Si no mencionara el nombre del artista alemán y algún que otro atributo (el sombrero, por ejemplo) pensaríamos que está hablándonos del cínico de Sínope, Diógenes. Que Luis Camnítzer escriba en estos términos no es azaroso y mucho menos son “figuras”, el modo en que encapsulaba Julio Cortázar lo casual. Él es acaso el crítico que más ha escrito sobre el tema que nos ocupa en este ensayo. Autor de ¿”Arte inmaculado”? y de “La corrupción en el arte/el arte de la corrupción”, es raro que pase de largo cuando los disturbios éticos o cierta malformación en la moral empañan alguna que otra propuesta artística. Su mirada fractal también le ha permitido ser implacable con Ives Klein o con las Gates de tela naranja que Christo emplazó en el Central Park de New York años atrás.

Pero no sólo Camnítzer analiza esa vertiente casi biográfica que apunta al propósito en el acto de la creación artística. El teórico alemán Benjamin Buchloh no oculta sus preferencias por Daniel Buren y Marcel Broodthaer frente a un Beuys que considera “como el productor de la nueva mitología cultural alemana”, y no como un genuino y radical agitador político-social. De ahí que en su opinión “el público que asiste a una instalación de Beuys en Alemania no es un público experto, es el público de una cultura nacional que ha resucitado bajo el signo del espectáculo” (Chevrier y David 1998-1999).

 El ex piloto (Joseph Beuys) le dio a su nación y al llamado centro lo que  necesitaban en ese momento: experiencias y uso de materiales venidos de otra  cultura, de lógicas ajenas, periféricas, y exóticas. Actitud renuente y mucho de egocentrismo.  (Recordemos que uno de los resultados del desencanto posmoderno fue la redirección de la mirada hacia las culturas de los márgenes).

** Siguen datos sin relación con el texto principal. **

//! Nodes: the cached, persistent objects of the graph.
//!
//! A [`Node`] is shared as [`NodeRef`] between the cache, transactors and
//! application code. Its lifecycle state is atomic so eviction can flip it
//! to [`NodeState::Invalid`] in place while other holders keep the
//! instance; everything else sits behind one `RwLock`.

mod links;
mod property;

pub use links::BackLinks;
pub use property::{Property, Value};

use crate::error::{CoreError, CoreResult};
use crate::key::Key;
use crate::record::{NodeRecord, PropertyRecord};
use crate::types::{Timestamp, TransactorId};
use parking_lot::{Mutex, RwLock};
use std::collections::BTreeMap;
use std::sync::atomic::{AtomicI64, AtomicU64, AtomicU8, Ordering};
use std::sync::Arc;

static TRANSIENT_IDS: AtomicU64 = AtomicU64::new(0);

/// Shared handle to a node.
pub type NodeRef = Arc<Node>;

/// Lifecycle state of a node.
#[derive(Debug, Clone, Copy, PartialEq, Eq, Hash)]
#[repr(u8)]
pub enum NodeState {
    /// Not yet persisted; lives only in application memory.
    Transient = 0,
    /// Persisted in the current transaction, not yet inserted.
    New = 1,
    /// In sync with storage.
    Clean = 2,
    /// Changed since it was loaded.
    Modified = 3,
    /// Deletion requested.
    Deleted = 4,
    /// Evicted or stale; must be refetched.
    Invalid = 5,
}

impl NodeState {
    const fn from_u8(v: u8) -> Self {
        match v {
            0 => Self::Transient,
            1 => Self::New,
            2 => Self::Clean,
            3 => Self::Modified,
            4 => Self::Deleted,
            _ => Self::Invalid,
        }
    }
}

#[derive(Debug)]
struct NodeData {
    id: String,
    name: String,
    prototype: String,
    storage: Option<String>,
    /// Set for virtual and group nodes, which are addressed by a synthetic key.
    key_override: Option<Key>,
    props: BTreeMap<String, Property>,
    parent: Option<Key>,
    subnodes: Vec<Key>,
    last_subnode_fetch: Timestamp,
}

/// A node of the object graph.
#[derive(Debug)]
pub struct Node {
    state: AtomicU8,
    null_sentinel: bool,
    is_virtual: bool,
    created: AtomicI64,
    last_modified: AtomicI64,
    data: RwLock<NodeData>,
    lock_owner: Mutex<Option<TransactorId>>,
}

impl Node {
    fn build(state: NodeState, data: NodeData, created: Timestamp, last_modified: Timestamp) -> Self {
        Self {
            state: AtomicU8::new(state as u8),
            null_sentinel: false,
            is_virtual: false,
            created: AtomicI64::new(created.0),
            last_modified: AtomicI64::new(last_modified.0),
            data: RwLock::new(data),
            lock_owner: Mutex::new(None),
        }
    }

    fn data(id: String, name: String, prototype: String, storage: Option<String>) -> NodeData {
        NodeData {
            id,
            name,
            prototype,
            storage,
            key_override: None,
            props: BTreeMap::new(),
            parent: None,
            subnodes: Vec::new(),
            last_subnode_fetch: Timestamp::ZERO,
        }
    }

    /// Creates a transient node with a temporary id.
    pub fn transient(prototype: &str, name: Option<&str>) -> NodeRef {
        let n = TRANSIENT_IDS.fetch_add(1, Ordering::Relaxed);
        let id = format!("t{n}");
        let name = name.map_or_else(|| id.clone(), str::to_string);
        let now = Timestamp::now();
        Arc::new(Self::build(
            NodeState::Transient,
            Self::data(id, name, prototype.to_string(), None),
            now,
            now,
        ))
    }

    /// Creates a clean node as read from storage.
    pub(crate) fn loaded(
        id: String,
        name: Option<String>,
        prototype: String,
        storage: Option<String>,
        created: Timestamp,
        last_modified: Timestamp,
    ) -> Self {
        let name = name.unwrap_or_else(|| id.clone());
        Self::build(
            NodeState::Clean,
            Self::data(id, name, prototype, storage),
            created,
            last_modified,
        )
    }

    /// Rebuilds a clean node from a decoded record.
    pub(crate) fn from_record(record: NodeRecord, storage: Option<String>) -> NodeRef {
        let node = Self::loaded(
            record.id,
            Some(record.name),
            record.prototype,
            storage,
            Timestamp(record.created),
            Timestamp(record.last_modified),
        );
        {
            let mut data = node.data.write();
            data.parent = record.parent;
            data.subnodes = record.subnodes;
            for prop in record.properties {
                data.props
                    .insert(prop.name.to_lowercase(), Property::loaded(prop.name, prop.value));
            }
        }
        Arc::new(node)
    }

    /// Creates the marker cached for keys known not to exist.
    pub(crate) fn null_sentinel() -> NodeRef {
        let now = Timestamp::now();
        let mut node = Self::build(
            NodeState::Clean,
            Self::data(String::new(), String::new(), String::new(), None),
            now,
            now,
        );
        node.null_sentinel = true;
        Arc::new(node)
    }

    /// Creates a virtual node addressed by `key`. Virtual nodes are never
    /// persisted.
    pub(crate) fn virtual_node(key: Key, name: &str, prototype: &str, parent: Option<Key>) -> NodeRef {
        let now = Timestamp::now();
        let mut data = Self::data(name.to_string(), name.to_string(), prototype.to_string(), None);
        data.key_override = Some(key);
        data.parent = parent;
        let mut node = Self::build(NodeState::Clean, data, now, now);
        node.is_virtual = true;
        Arc::new(node)
    }

    /// Returns the node's id.
    pub fn id(&self) -> String {
        self.data.read().id.clone()
    }

    /// Returns the node's name.
    pub fn name(&self) -> String {
        self.data.read().name.clone()
    }

    /// Returns the prototype (type) name.
    pub fn prototype(&self) -> String {
        self.data.read().prototype.clone()
    }

    /// Returns the storage name, `None` for embedded nodes.
    pub fn storage(&self) -> Option<String> {
        self.data.read().storage.clone()
    }

    /// Returns the node's primary key, or its synthetic key for virtual nodes.
    pub fn key(&self) -> Key {
        let data = self.data.read();
        match &data.key_override {
            Some(key) => key.clone(),
            None => Key::db(data.storage.as_deref(), data.id.clone()),
        }
    }

    /// Returns the current lifecycle state.
    pub fn state(&self) -> NodeState {
        NodeState::from_u8(self.state.load(Ordering::SeqCst))
    }

    pub(crate) fn set_state(&self, state: NodeState) {
        self.state.store(state as u8, Ordering::SeqCst);
    }

    /// Flips the node to `Invalid`.
    pub(crate) fn invalidate(&self) {
        self.set_state(NodeState::Invalid);
    }

    /// Returns false once the node has been invalidated.
    pub fn is_valid(&self) -> bool {
        self.state() != NodeState::Invalid
    }

    /// Returns true for the "does not exist" marker.
    pub const fn is_null_sentinel(&self) -> bool {
        self.null_sentinel
    }

    /// Returns true for virtual (never persisted) nodes.
    pub const fn is_virtual(&self) -> bool {
        self.is_virtual
    }

    /// Returns the creation (or last load) timestamp.
    pub fn created(&self) -> Timestamp {
        Timestamp(self.created.load(Ordering::SeqCst))
    }

    pub(crate) fn set_created(&self, ts: Timestamp) {
        self.created.store(ts.0, Ordering::SeqCst);
    }

    /// Returns the last modification timestamp.
    pub fn last_modified(&self) -> Timestamp {
        Timestamp(self.last_modified.load(Ordering::SeqCst))
    }

    fn touch(&self) {
        self.last_modified.store(Timestamp::now().0, Ordering::SeqCst);
    }

    /// Returns a property value (case-insensitive lookup). Unset
    /// properties read as `None`.
    pub fn get(&self, name: &str) -> Option<Value> {
        self.data
            .read()
            .props
            .get(&name.to_lowercase())
            .filter(|p| !p.value.is_null())
            .map(|p| p.value.clone())
    }

    /// Returns a property with its dirty flag.
    pub fn property(&self, name: &str) -> Option<Property> {
        self.data.read().props.get(&name.to_lowercase()).cloned()
    }

    /// Returns a snapshot of all properties.
    pub fn properties(&self) -> Vec<Property> {
        self.data.read().props.values().cloned().collect()
    }

    /// Returns the names of all properties.
    pub fn property_names(&self) -> Vec<String> {
        self.data.read().props.values().map(|p| p.name.clone()).collect()
    }

    /// Returns the dirty properties.
    pub fn dirty_properties(&self) -> Vec<Property> {
        self.data
            .read()
            .props
            .values()
            .filter(|p| p.dirty)
            .cloned()
            .collect()
    }

    /// Sets a property, marking it dirty and a clean node modified.
    ///
    /// Returns the previous value.
    pub(crate) fn set_value(&self, name: &str, value: Value) -> Option<Value> {
        let old = {
            let mut data = self.data.write();
            let lower = name.to_lowercase();
            match data.props.get_mut(&lower) {
                Some(prop) => {
                    prop.dirty = true;
                    Some(std::mem::replace(&mut prop.value, value))
                }
                None => {
                    data.props.insert(lower, Property::new(name, value));
                    None
                }
            }
        };
        self.mark_modified();
        old
    }

    /// Removes a property, returning its last value.
    pub(crate) fn unset(&self, name: &str) -> Option<Value> {
        let old = {
            let mut data = self.data.write();
            let lower = name.to_lowercase();
            match data.props.get_mut(&lower) {
                Some(prop) if !prop.value.is_null() => {
                    prop.dirty = true;
                    Some(std::mem::replace(&mut prop.value, Value::Null))
                }
                _ => None,
            }
        };
        if old.is_some() {
            self.mark_modified();
        }
        old
    }

    /// Stores a property as read from storage (not dirty).
    pub(crate) fn load_property(&self, name: &str, value: Value) {
        self.data
            .write()
            .props
            .insert(name.to_lowercase(), Property::loaded(name, value));
    }

    /// Moves a clean node to modified and touches its timestamp.
    pub(crate) fn mark_modified(&self) {
        let _ = self.state.compare_exchange(
            NodeState::Clean as u8,
            NodeState::Modified as u8,
            Ordering::SeqCst,
            Ordering::SeqCst,
        );
        self.touch();
    }

    /// Clears the dirty flag on the named properties.
    pub(crate) fn clear_dirty(&self, names: &[String]) {
        let mut data = self.data.write();
        for name in names {
            if let Some(prop) = data.props.get_mut(&name.to_lowercase()) {
                prop.dirty = false;
            }
        }
    }

    /// Clears every dirty flag.
    pub(crate) fn mark_all_clean(&self) {
        for prop in self.data.write().props.values_mut() {
            prop.dirty = false;
        }
    }

    /// Replaces a transient id with its persistent one.
    pub(crate) fn assign_id(&self, id: String, storage: Option<String>) {
        let mut data = self.data.write();
        if data.name == data.id {
            data.name.clone_from(&id);
        }
        data.id = id;
        data.storage = storage;
    }

    /// Returns the parent key.
    pub fn parent(&self) -> Option<Key> {
        self.data.read().parent.clone()
    }

    pub(crate) fn set_parent(&self, parent: Option<Key>) {
        self.data.write().parent = parent;
    }

    /// Returns the ordered subnode keys.
    pub fn subnodes(&self) -> Vec<Key> {
        self.data.read().subnodes.clone()
    }

    /// Returns true if `key` is one of this node's subnodes.
    pub fn contains(&self, key: &Key) -> bool {
        self.data.read().subnodes.contains(key)
    }

    /// Replaces the subnode list and stamps the fetch time.
    pub(crate) fn set_subnodes(&self, keys: Vec<Key>) {
        let mut data = self.data.write();
        data.subnodes = keys;
        data.last_subnode_fetch = Timestamp::now();
    }

    /// Appends a subnode key unless already present.
    pub(crate) fn add_subnode(&self, key: Key) -> bool {
        let mut data = self.data.write();
        if data.subnodes.contains(&key) {
            return false;
        }
        data.subnodes.push(key);
        true
    }

    /// Removes a subnode key.
    pub(crate) fn remove_subnode(&self, key: &Key) -> bool {
        let mut data = self.data.write();
        let before = data.subnodes.len();
        data.subnodes.retain(|k| k != key);
        data.subnodes.len() != before
    }

    /// Returns when the subnode list was last loaded.
    pub fn last_subnode_fetch(&self) -> Timestamp {
        self.data.read().last_subnode_fetch
    }

    /// Returns the serializable form of this node.
    pub fn to_record(&self) -> NodeRecord {
        let data = self.data.read();
        NodeRecord {
            id: data.id.clone(),
            name: data.name.clone(),
            prototype: data.prototype.clone(),
            created: self.created().0,
            last_modified: self.last_modified().0,
            parent: data.parent.clone(),
            subnodes: data.subnodes.clone(),
            properties: data
                .props
                .values()
                .map(|p| PropertyRecord {
                    name: p.name.clone(),
                    value: p.value.clone(),
                })
                .collect(),
        }
    }

    /// Takes the write lock for `owner`.
    ///
    /// # Errors
    ///
    /// Returns `NodeLocked` if another transactor holds the lock.
    pub(crate) fn lock_for(&self, owner: TransactorId) -> CoreResult<()> {
        let mut lock = self.lock_owner.lock();
        match *lock {
            Some(current) if current != owner => Err(CoreError::NodeLocked {
                key: self.key(),
                owner: current,
            }),
            _ => {
                *lock = Some(owner);
                Ok(())
            }
        }
    }

    /// Releases the write lock.
    pub(crate) fn clear_write_lock(&self) {
        *self.lock_owner.lock() = None;
    }

    /// Returns the transactor holding the write lock.
    pub fn lock_owner(&self) -> Option<TransactorId> {
        *self.lock_owner.lock()
    }
}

Si observamos un poco el paisaje insular contemporáneo, encontramos dos buenos candidatos para argumentar desde La Habana, estas especulaciones. Se trata de Peteco, brillante orador que, como buen hedonista, siempre habla de una inteligencia del cuerpo, de una somatización de la inteligencia; y Ezequiel Suárez, uno de los artistas más esteparios dentro del circuito local. Su práctica artística se asienta,  digamos que en un porciento avasallador, en ser consumido por la vista. Él mismo es o forma parte de su obra.

Al respecto, explicándose los orígenes de la moral, Nietzsche no puede ser más certero:

“¿Cómo miraban los dioses de Homero el destino de los hombres? ¿Qué idea tenían de la guerra de Troya y de otros horrores trágicos? En esto no hay dudas: eran juegos que alegraban a los dioses, y, como el poeta es de una especie más “divina” que el resto de la humanidad, también para él eran juegos… Más tarde, los filósofos moralistas de la Grecia pensaban que la atención de los dioses permanecía fija en las luchas morales, en el heroísmo y en las torturas que se imponían los virtuosos: ‘el Hércules del deber’ estaba en un teatro y lo sabía: la virtud sin testigos era inconcebible para este pueblo de comediantes (…) Toda la humanidad antigua está llena de respeto “al espectador”, porque este mundo estaba hecho para los ojos (…)” (Nietzsche 2001: 59-60).

Notas:

(10) Otro que se les asemeja sobremanera es Ives Klein.